The business group is  calling on the government to improve HMRC’s service to business, by matching the level of investment in tax avoidance work with funding for support and advice to businesses. It says reducing the burden of compliance and improving processes for collecting tax would also improve the process for business.

The BCC is reiterating its call for the government to pledge to introduce no new input taxes and other significant costs on businesses for the remainder of this parliament.

Suren Thiru, BCC head of economics, said: ‘These results reflect a strong impression among businesses that the current UK tax regime isn’t a level playing field.

‘When it comes to compliance there is a tendency for HMRC to see smaller businesses as low hanging fruit and as a consequence they feel under the constant threat of being called out for getting things wrong in a tax system that has grown ever more complex. In contrast, action to tackle persistent compliance issues among a small minority of firms remains frustratingly slow.

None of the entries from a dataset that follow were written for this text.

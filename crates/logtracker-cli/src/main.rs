// Copyright (c) 2025 Geoffrey Huntley <ghuntley@ghuntley.com>. All rights reserved.
// SPDX-License-Identifier: Proprietary

mod cli;

use anyhow::{anyhow, Context, Result};
use clap::Parser;
use logtracker::{
	EventOptions, EventType, FileSessionStore, SessionId, SessionOptions, TrackerClient,
	TrackerClientBuilder, TrackerConfig,
};
use tracing_subscriber::{fmt, layer::SubscriberExt, util::SubscriberInitExt, EnvFilter};

use crate::cli::{Args, Command, EventCommand, PointEventArgs, SessionCommand};

/// Logs go to stderr; stdout carries only ids and listings.
fn init_tracing(json_logs: bool) {
	let filter =
		EnvFilter::try_from_default_env().unwrap_or_else(|_| EnvFilter::new("logtracker=info"));

	if json_logs {
		tracing_subscriber::registry()
			.with(filter)
			.with(fmt::layer().json().with_writer(std::io::stderr))
			.init();
	} else {
		tracing_subscriber::registry()
			.with(filter)
			.with(fmt::layer().compact().with_writer(std::io::stderr))
			.init();
	}
}

/// Loads file and environment settings, applies flag overrides, and builds a
/// client that keeps the current session id on disk.
fn connect(args: &Args) -> Result<TrackerClient> {
	let config = TrackerConfig::load(args.config.as_deref())
		.context("failed to load configuration")?
		.merge(args.overrides());

	let store = FileSessionStore::default_location().context("no state directory for sessions")?;
	tracing::debug!(dir = %store.dir().display(), "using file session store");

	TrackerClientBuilder::from_config(&config)
		.context("incomplete configuration")?
		.session_store(store)
		.build()
		.context("failed to create tracker client")
}

fn print_event_types() {
	for event_type in EventType::ALL {
		println!("{:<18} {}", event_type.as_str(), event_type.category());
	}
}

async fn resolve_session(client: &TrackerClient, explicit: Option<String>) -> Result<SessionId> {
	match explicit {
		Some(id) => Ok(SessionId::new(id)),
		None => client
			.stored_session_id()
			.await?
			.ok_or_else(|| anyhow!("no stored session; pass --session-id")),
	}
}

fn event_options(event: &PointEventArgs) -> EventOptions {
	EventOptions {
		link_id: event.link_id.clone(),
		metadata: event.metadata.clone(),
	}
}

async fn run_session(args: &Args, command: &SessionCommand) -> Result<()> {
	let client = connect(args)?;

	match command {
		SessionCommand::Start {
			kind,
			user,
			link_id,
			metadata,
			timeout,
		} => {
			let options = SessionOptions {
				link_id: link_id.clone(),
				metadata: metadata.clone(),
				..SessionOptions::default()
			}
			.timeout_minutes(*timeout)?;
			let session_id = client
				.start_session(*kind, user, options)
				.await
				.context("failed to start session")?;
			println!("{session_id}");
		}
		SessionCommand::End { session_id: Some(id) } => {
			let session_id = SessionId::new(id.as_str());
			client
				.end_session(&session_id)
				.await
				.context("failed to end session")?;
			println!("{session_id}");
		}
		SessionCommand::End { session_id: None } => {
			let session_id = client
				.end_stored_session()
				.await
				.context("failed to end stored session")?;
			println!("{session_id}");
		}
	}
	Ok(())
}

async fn run_event(args: &Args, command: &EventCommand) -> Result<()> {
	let event_id = match command {
		EventCommand::Types => {
			print_event_types();
			return Ok(());
		}
		EventCommand::Error(event) => {
			let client = connect(args)?;
			let session_id = resolve_session(&client, event.session_id.clone()).await?;
			client
				.end_backend_error_event(event.event_type, &session_id, event_options(event))
				.await
				.context("failed to record error event")?
		}
		EventCommand::Success(event) => {
			let client = connect(args)?;
			let session_id = resolve_session(&client, event.session_id.clone()).await?;
			client
				.end_backend_success_event(event.event_type, &session_id, event_options(event))
				.await
				.context("failed to record success event")?
		}
	};
	println!("{event_id}");
	Ok(())
}

#[tokio::main]
async fn main() -> Result<()> {
	let args = Args::parse();
	init_tracing(args.json_logs);

	match &args.command {
		Command::Session { command } => run_session(&args, command).await,
		Command::Event { command } => run_event(&args, command).await,
	}
}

‘There is also widespread disappointment over the escalating burden of up-front taxes and costs of doing business in the UK, particularly at this time of heightened uncertainty. This has proved to be tipping point for many smaller firms who typically operate on a tight cashflow.

‘HMRC must step up efforts to provide better support to smaller businesses to get their tax right, rather than simply pursuing and enforcing penalties.’